Sunday, January 02, 2011
How to be a 20- something, Singaporean Style.
A friend showed me this article, How to be a 20- something, which brought a grin to my face. It was cheeky and yet relatable article that truly captured the thoughts of our age, although it probably applies more to American teens than us. So why not come up with one more relevant to Singaporeans? Out of sheer boredom, I thought why not tweak the original article slightly so we could identify with it more? I have to, however, clarify that I unfortunately spent most of my twenties outside of Singapore, and have actually not even completely 1/3 of the twenty- something journey. Nevertheless, I sincerely hope you would like my version anyway.
Here goes ...
Be really attractive. Your acne is gone, your face has matured without having wrinkles and everything on your body is lifted naturally. Eat Old Chang Kee and drink Koi Bubble Tea 7 days a week and still look like a babe/ hunk. Have 2 servings of roti prata with extra curry and sugar for supper. When you turn thirty, it’ll become a different story but that’s, like, not for a really long time.
Move into school hall, and burn all your time on RAG, hall play or going on random walks with your mates in the middle of the night. Take as many zi- pais (self- potraits)/ neoprints as possible. Sit in Macs or Starbucks for hours and talk about nothing important in general.

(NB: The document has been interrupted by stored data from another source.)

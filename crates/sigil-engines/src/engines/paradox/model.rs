//! Paradox records, the dimension catalog, and exploration records

use chrono::{DateTime, Utc};
use serde::{Deserialize, Serialize};
use std::collections::BTreeSet;
use std::str::FromStr;

#[derive(Debug, Clone, Copy, PartialEq, Eq, Hash, Serialize, Deserialize)]
#[serde(rename_all = "lowercase")]
pub enum ParadoxKind {
    Logical,
    Temporal,
    Symbolic,
    Ontological,
}

impl ParadoxKind {
    pub fn as_str(self) -> &'static str {
        match self {
            Self::Logical => "logical",
            Self::Temporal => "temporal",
            Self::Symbolic => "symbolic",
            Self::Ontological => "ontological",
        }
    }
}

#[derive(Debug, Clone, Copy, PartialEq, Eq, Hash, PartialOrd, Ord, Serialize, Deserialize)]
#[serde(rename_all = "lowercase")]
pub enum Dimension {
    Temporal,
    Spatial,
    Causal,
    Ontological,
    Epistemological,
    Emotional,
    Archetypal,
    Mythic,
    Quantum,
    Cosmic,
}

impl Dimension {
    pub const ALL: [Dimension; 10] = [
        Self::Temporal,
        Self::Spatial,
        Self::Causal,
        Self::Ontological,
        Self::Epistemological,
        Self::Emotional,
        Self::Archetypal,
        Self::Mythic,
        Self::Quantum,
        Self::Cosmic,
    ];

    pub fn as_str(self) -> &'static str {
        match self {
            Self::Temporal => "temporal",
            Self::Spatial => "spatial",
            Self::Causal => "causal",
            Self::Ontological => "ontological",
            Self::Epistemological => "epistemological",
            Self::Emotional => "emotional",
            Self::Archetypal => "archetypal",
            Self::Mythic => "mythic",
            Self::Quantum => "quantum",
            Self::Cosmic => "cosmic",
        }
    }

    pub fn symbol(self) -> &'static str {
        match self {
            Self::Temporal => "⧗",
            Self::Spatial => "⬚",
            Self::Causal => "⇄",
            Self::Ontological => "◎",
            Self::Epistemological => "⌬",
            Self::Emotional => "♡",
            Self::Archetypal => "☿",
            Self::Mythic => "ᛟ",
            Self::Quantum => "ψ",
            Self::Cosmic => "✺",
        }
    }

    /// Per-dimension energy multiplier.
    pub fn multiplier(self) -> f64 {
        match self {
            Self::Temporal => 1.0,
            Self::Spatial => 0.9,
            Self::Causal => 1.1,
            Self::Ontological => 1.3,
            Self::Epistemological => 1.2,
            Self::Emotional => 0.8,
            Self::Archetypal => 1.15,
            Self::Mythic => 1.25,
            Self::Quantum => 1.5,
            Self::Cosmic => 1.4,
        }
    }

    /// Words whose presence in the input raises resonance.
    pub fn keywords(self) -> &'static [&'static str] {
        match self {
            Self::Temporal => &["time", "past", "future", "moment", "before", "after"],
            Self::Spatial => &["space", "place", "distance", "here", "there", "inside"],
            Self::Causal => &["cause", "effect", "because", "therefore", "result", "consequence"],
            Self::Ontological => &["exist", "being", "real", "nothing", "everything", "essence"],
            Self::Epistemological => &["know", "truth", "belief", "certain", "doubt", "proof"],
            Self::Emotional => &["feel", "love", "fear", "joy", "grief", "heart"],
            Self::Archetypal => &["hero", "shadow", "sage", "trickster", "mother", "archetype"],
            Self::Mythic => &["myth", "legend", "god", "serpent", "origin", "story"],
            Self::Quantum => &["quantum", "wave", "particle", "superposition", "observer", "uncertain"],
            Self::Cosmic => &["cosmos", "star", "universe", "infinite", "void", "galaxy"],
        }
    }

    pub fn catalog_names() -> Vec<&'static str> {
        Self::ALL.iter().map(|d| d.as_str()).collect()
    }
}

impl std::fmt::Display for Dimension {
    fn fmt(&self, f: &mut std::fmt::Formatter<'_>) -> std::fmt::Result {
        f.write_str(self.as_str())
    }
}

impl FromStr for Dimension {
    type Err = sigil_core::Error;

    fn from_str(s: &str) -> sigil_core::Result<Self> {
        let s = s.trim();
        Self::ALL
            .into_iter()
            .find(|d| d.as_str().eq_ignore_ascii_case(s))
            .ok_or_else(|| sigil_core::Error::UnknownDimension(s.to_string()))
    }
}

/// A tracked contradiction awaiting resolution.
#[derive(Debug, Clone, Serialize, Deserialize)]
pub struct ParadoxRecord {
    pub id: String,
    pub kind: ParadoxKind,
    pub description: String,
    pub dimensions: Vec<Dimension>,
    pub attempts: u32,
    pub complexity: f64,
    pub created_at: DateTime<Utc>,
    pub last_attempt: Option<DateTime<Utc>>,
}

impl ParadoxRecord {
    /// Success probability of one dimensional draw at the current attempt count.
    pub fn resolution_probability(&self) -> f64 {
        resolution_probability(self.complexity, self.attempts)
    }
}

pub fn resolution_probability(complexity: f64, attempts: u32) -> f64 {
    (0.3 - 0.08 * complexity - 0.1 * attempts as f64).max(0.05)
}

/// `min(10, 0.1 * length + 0.5 * punctuation)`. Whitespace is not counted
/// as punctuation.
pub fn complexity(text: &str) -> f64 {
    let length = text.chars().count() as f64;
    let punctuation = text
        .chars()
        .filter(|c| !c.is_alphanumeric() && !c.is_whitespace())
        .count() as f64;
    (0.1 * length + 0.5 * punctuation).min(10.0)
}

/// Last exploration of one dimension; overwritten on every exploration.
#[derive(Debug, Clone, Serialize, Deserialize)]
pub struct DimensionExploration {
    pub dimension: Dimension,
    pub symbol: String,
    pub energy: f64,
    pub resonance: f64,
    pub paradoxes: BTreeSet<String>,
    pub explored_at: DateTime<Utc>,
}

Stalk your crush on FB, join clubs and societies to widen your social circle and if you are lucky, he/ she might just be sitting opposite you whilst you are mugging in the library.
Work part time as a tutor or at (M)phosis because your allowance is not enough for a weekly Mambo night or to fund that 1 month trip to Europe you have been planning since forever. Be part of as many initiatives as possible, and stay hopeful that what you are doing makes a great deal of difference to the less fortunate. Remember that you’re young and that the world is your oyster. Everything is possible, you still have so much to see and hear. You went to a good school and did good things. Figure if you’re not going to be successful, who the hell is?

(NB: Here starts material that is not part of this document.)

pub mod settlement;

pub use settlement::{
    resident_count_system, stats_from_registry, DistrictDirectory, SettlementLedger,
};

Date the people you never had the courage to even talk to in the past because your friends will go “Ah Beng and Ah Lian sitting on the tree, K-I-S-S-I-N-G”. See someone for 3 months just because all your friends are too busy to watch movies with you.
Eventually all these nobodies will make you crave a somebody. Have a real relationship with someone. Go on vacations together, exchange house keys, cry in their arms after a demoralizing day at work. Think about marrying them and maybe even get engaged. Regardless of the outcome, feel proud of yourself for being able to love someone in a healthy way.

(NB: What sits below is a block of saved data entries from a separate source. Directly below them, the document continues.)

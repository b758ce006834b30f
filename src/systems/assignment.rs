use bevy_ecs::prelude::*;

use crate::components::player::{CharacterSheet, EntityId};
use crate::core::world::{ActionIntent, ActionQueue};
use crate::rules::home::{initial_home, HomeLocation};
use crate::rules::qualification::{check_qualification, QualifyError};
use crate::simulation::settlement::DistrictDirectory;

#[derive(Resource, Debug, Default)]
pub struct AssignmentEventLog(pub Vec<AssignmentEvent>);

#[derive(Debug, Clone)]
pub struct AssignmentEvent {
    pub entity_id: u32,
    pub kind: AssignmentEventKind,
}

#[derive(Debug, Clone)]
pub enum AssignmentEventKind {
    RoleGranted {
        district_id: String,
        role_id: String,
    },
    RoleRefused {
        district_id: String,
        role_id: String,
        reason: QualifyError,
    },
    UnknownRole {
        district_id: String,
        role_id: String,
    },
    HomeChanged {
        home: HomeLocation,
    },
}

/// System: resolves role applications against the district role tables and
/// re-derives home assignments on request.
pub fn assignment_system(
    intents: Res<ActionQueue>,
    directory: Res<DistrictDirectory>,
    mut players: Query<(&EntityId, &mut CharacterSheet)>,
    mut events: ResMut<AssignmentEventLog>,
) {
    for intent in intents.0.iter() {
        match intent {
            ActionIntent::ApplyForRole {
                entity_id,
                district_id,
                role_id,
            } => {
                for (id, mut sheet) in players.iter_mut() {
                    if id.0 != *entity_id {
                        continue;
                    }
                    let kind = match directory.catalog.requirement(district_id, role_id) {
                        None => AssignmentEventKind::UnknownRole {
                            district_id: district_id.clone(),
                            role_id: role_id.clone(),
                        },
                        Some(requirement) => {
                            match check_qualification(requirement, &sheet.applicant()) {
                                Ok(()) => {
                                    sheet.job = Some(requirement.id.clone());
                                    AssignmentEventKind::RoleGranted {
                                        district_id: district_id.clone(),
                                        role_id: role_id.clone(),
                                    }
                                }
                                Err(reason) => AssignmentEventKind::RoleRefused {
                                    district_id: district_id.clone(),
                                    role_id: role_id.clone(),
                                    reason,
                                },
                            }
                        }
                    };
                    events.0.push(AssignmentEvent {
                        entity_id: *entity_id,
                        kind,
                    });
                }
            }
            ActionIntent::Relocate { entity_id } => {
                for (id, mut sheet) in players.iter_mut() {
                    if id.0 != *entity_id {
                        continue;
                    }
                    let home = initial_home(
                        Some(sheet.age),
                        Some(sheet.gold),
                        sheet.undifferentiated,
                        &directory.home_policy,
                    );
                    if home != sheet.home {
                        sheet.home = home;
                        events.0.push(AssignmentEvent {
                            entity_id: *entity_id,
                            kind: AssignmentEventKind::HomeChanged { home },
                        });
                    }
                }
            }
            _ => {}
        }
    }
}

Start your twenties with a lot of friends and leave with a few good ones. What happened? People faded away into their careers and relationships.
Think of yourself at twenty and hanging out with people who didn’t mean a thing to you. Think about writing papers, about being promiscuous, about trying new things. Think of yourself now and your face looking different and your body feeling different and how everything is just different.
Form the habits that will stick with you forever. Drink your Kopi- Siew Dai every morning over Today/ Straits Times. Enjoy spending money on fine dining, go swimming every Saturday and have dim sum on Sunday morning.
Help your parents on Chinese New Year eve, prepare the steamboat and wear red. Remember Mother's Day and Father's Day and give a handmade card. This will all mean so much.
Think about having children when you stop acting like a child. This may not ever happen.
Maybe this is assuming too much. Maybe this is generalizing. Maybe society uses age as an unrealistic marker for growth. Maybe. Still feel the anxiety on your 30th birthday and think to yourself, “Oh shit, I’m no longer a 20-something.”